Mentioning side effects in drug advertisements

I read somewhere that advertisements for a particular drug must also note potential side effects. Please let me know if this is incorrect.

My specific question is how frequently a side effect must occur in the test subject population to make such notice necessary. Presumably a single occurrence my be coincidental and not necessarily linked to the drug being tested. I would guess that it must occur at a rate that would be statistically significant. However, that doesn’t seem plausible either because me limited understanding of stats tells me that’s 5%, and I just can’t imagine anyone marketing a drug that kills 5% of the people who take it and simply noting that death is possible.

From the National Conference of State Legislatures - Marketing and Direct-to-Consumer Advertising (DTCA) of Pharmaceuticals (Updated November 2010)

http://www.voxeu.org/index.php?q=node/5135

FDA - Guidance for Industry Presenting Risk Information in Prescription Drug and Medical Device Promotion - DRAFT GUIDANCE (PDF Warning)

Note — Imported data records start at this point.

//! Tie detection.

use super::win::winning_line;
use crate::board::Board;
use crate::cell::Token;
use tracing::instrument;

/// True if the board is full and `token` has not completed a line.
#[instrument(skip(board))]
pub fn is_tie(board: &Board, token: Token) -> bool {
    winning_line(board, token).is_none() && board.is_full()
}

There is no specific number. As described in the Draft Guidance above, the probability and the severity of risks are weighed, as well as the approved use of the drug, the probable patient population, and the target of the ads. A serious side effect (like death) will usually be mentioned regardless of the actual risk, common side effects will be mentioned regardless of their severity, and moderate side effects will be mentioned or not, depending on their likelihood – given who is likely to be taking the drug, and for what. Also be aware that advertising is not subject to pre-approval.

I might be a little behind the times here, but I think the rule is a bit more nuanced than that: the ad has to include the side effects only if it makes specific claims about what the drug does. Other than that I agree with Nametag.

I should have figured. It sounds like they’ve drawn up a set of rules that are more or less unenforceable.

As I recall, requirement kicked in if a specific drug was named. I have seen ads by drug companies saying things like, “To learn more about options for treating your (whatever), go to this website…” But if they name the product, they have to specify some details including something about risk.

This doesn’t seem to me a “clarification” at all. It seems like a deliberate blurring, protecteing manufacturers from claims by consumers that they do not provide adequate information on their ads.

I thank you folks for your answers, though. This isn’t the right forum to discuss whether or not this is a clarification.

I consider my question answered.

According to the FDA Website ‘reminder ads’ where the drug name is used but no product claims are made don’t need to list any side effects.

The answer to the OP’s question is also at that link, in a very long-winded and complex breakdown based on print ads, television ads, radio ads, “reminder ads” “product claim ads”, etc. the answer is 'It varies".

You are misunderstanding statistical significance. Assuming you are using 5% as your determination of statistical significance (that’s the most common percentage, but isn’t the only one used), that doesn’t mean that the side effect occurs 5% of the time, it means that there is a 5% likelihood that the side effects you observed occurred purely by chance (i.e. not related to the drug), and determining that requires knowing how often it occurs in the general population and comparing that to how often it occurs when the drug is administered.

Does this mean:
1 If a condition would normally occur in 20% of the general population over the same time frame of the study, and it occurs in 21% of the test subjects, it is significant?

2.If a condition would normally occur in 20% of the general population over the same time frame of the study, and it occurs in 25% of the test subjects, it is significant?

  1. Something else?

Depends how many subjects you are looking at. The more subjects you are looking at, the smaller the difference can be while still being statistically significant.

Let’s just say a large number – 10,000?

What I’m trying to get at is what exactly the “significance” is bound to. 20% up to 21% represents a 5% increase of occurrence (in my mind, that is), 20% up to 25% means that 5% more of the total population experiences the effect, and represents an increase of occurrence of 20%.

At least that’s my intention by picking these numbers. Please correct me if I’m wrong.

When you are talking about statistical significance, a 10.01% occurrence of an adverse event for those taking the drug vs a 10% occurrence of an adverse event for those taking the placebo (or nothing at all) may in fact be significant at a 5% level of confidence if you have enough subjects (you’ll presumably need many thousands of subjects to distinguish such a small difference).

An entirely different question is whether an adverse event occurs x% more frequently when the drug is taken vs when it isn’t taken. That is a different issue entirely. If the adverse event is of little consequence (e.g. mild nausea) compared to what the drug is intended to do (e.g. kill drug resistant germs) then the frequency can be very high. If it is of major consequence (e.g. death) then obviously the frequency must be very low. That is a different question (although both questions are important) than whether what you are seeing is due to chance (i.e. statistical significance).